Bell died in 1830, but his widow — a very popular hostess — continued to run the hotel with the assistance of nine live-in staff until her death at the age of 85 in 1856.
The following year Alexander Williamson, previously a spirit dealer and proprietor of first the King’s Arms Inn in Glasgow and then Balloch Hotel, took over and changed the name.
The Williamsons, who had 14 children although several died in infancy, ran the hotel for 33 years.
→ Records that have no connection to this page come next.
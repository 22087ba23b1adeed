//! The JSON envelope every command prints, and the exit code that goes
//! with it.

use item_input::error::Hint;
use item_input::{Error, ErrorCode, Result};
use serde::Serialize;
use serde_json::Value;
use std::io::{self, Write};

/// `{"success": true, "data": ..}` or `{"success": false, "error": ..}`.
#[derive(Debug, Serialize)]
pub struct Envelope {
    pub success: bool,
    #[serde(skip_serializing_if = "Option::is_none")]
    pub data: Option<Value>,
    #[serde(skip_serializing_if = "Option::is_none")]
    pub error: Option<ErrorBody>,
}

#[derive(Debug, Serialize)]
pub struct ErrorBody {
    pub code: &'static str,
    pub message: String,
    pub details: Value,
    #[serde(skip_serializing_if = "Vec::is_empty")]
    pub hints: Vec<Hint>,
}

impl From<&Error> for ErrorBody {
    fn from(err: &Error) -> Self {
        Self {
            code: err.code.as_str(),
            message: err.message.clone(),
            details: err.details.clone(),
            hints: err.hints.clone(),
        }
    }
}

/// A finished command: what to print and how to exit.
#[derive(Debug)]
pub struct Reply {
    pub envelope: Envelope,
    pub exit_code: u8,
}

impl Reply {
    /// Wrap a handler's result. Handler exit codes are clamped to `0..=255`;
    /// errors get the code of their category.
    pub fn from_cmd<T: Serialize>(result: Result<(T, i32)>) -> Self {
        let result = result.and_then(|(data, exit_code)| {
            serde_json::to_value(data)
                .map(|data| (data, exit_code))
                .map_err(|e| Error::internal_json(e.to_string(), Some("serialize response".to_string())))
        });
        match result {
            Ok((data, exit_code)) => Self {
                envelope: Envelope {
                    success: true,
                    data: Some(data),
                    error: None,
                },
                exit_code: exit_code.clamp(0, 255) as u8,
            },
            Err(err) => Self {
                exit_code: exit_code_for_error(err.code),
                envelope: Envelope {
                    success: false,
                    data: None,
                    error: Some(ErrorBody::from(&err)),
                },
            },
        }
    }

    /// Pretty-print the envelope on stdout. A closed pipe is ignored.
    pub fn print(&self) -> Result<()> {
        let payload = serde_json::to_string_pretty(&self.envelope)
            .map_err(|e| Error::internal_json(e.to_string(), Some("serialize response".to_string())))?;
        match writeln!(io::stdout().lock(), "{}", payload) {
            Err(e) if e.kind() != io::ErrorKind::BrokenPipe => {
                Err(Error::internal_io(e.to_string(), Some("write stdout".to_string())))
            }
            _ => Ok(()),
        }
    }
}

fn exit_code_for_error(code: ErrorCode) -> u8 {
    match code {
        ErrorCode::ConfigInvalidJson
        | ErrorCode::ConfigInvalidValue
        | ErrorCode::ValidationInvalidArgument
        | ErrorCode::ValidationInvalidJson => 2,

        ErrorCode::DefinitionInvalid | ErrorCode::DefinitionChoicesUnavailable => 3,

        ErrorCode::PromptScriptExhausted | ErrorCode::PromptUnexpectedAnswer => 4,

        ErrorCode::InternalIoError
        | ErrorCode::InternalJsonError
        | ErrorCode::InternalUnexpected => 1,
    }
}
It had several suites, a large coffee room, a smoking room described as magnificent, and hot and cold salt-water baths with dressing rooms.
In 1878 Alexander was caught in the City of Glasgow Bank collapse, a disaster for Scotland and for him personally, but somehow he survived bankruptcy although the number of hotel staff was reduced from ten to three.
On January 5 1891, his wife Jane died at the hotel, aged 70, and he died on November 17 that year at the age of 77. The couple are buried in a family plot in Helensburgh Cemetery.
Their descendants who remained in the burgh are thought to include the owners of the firm of Williamson Builders, one of whose managing directors, the late J.McLeod Williamson — known to all as ‘Cloudy’ — was a Provost of Helensburgh and Convener of Dunbartonshire County Council, and lived at Thistlebank.
His son Hamish competed in the popular TV game show ‘Countdown’ for the second time ten years ago.
- The picture above shows Queen's Court as it is today.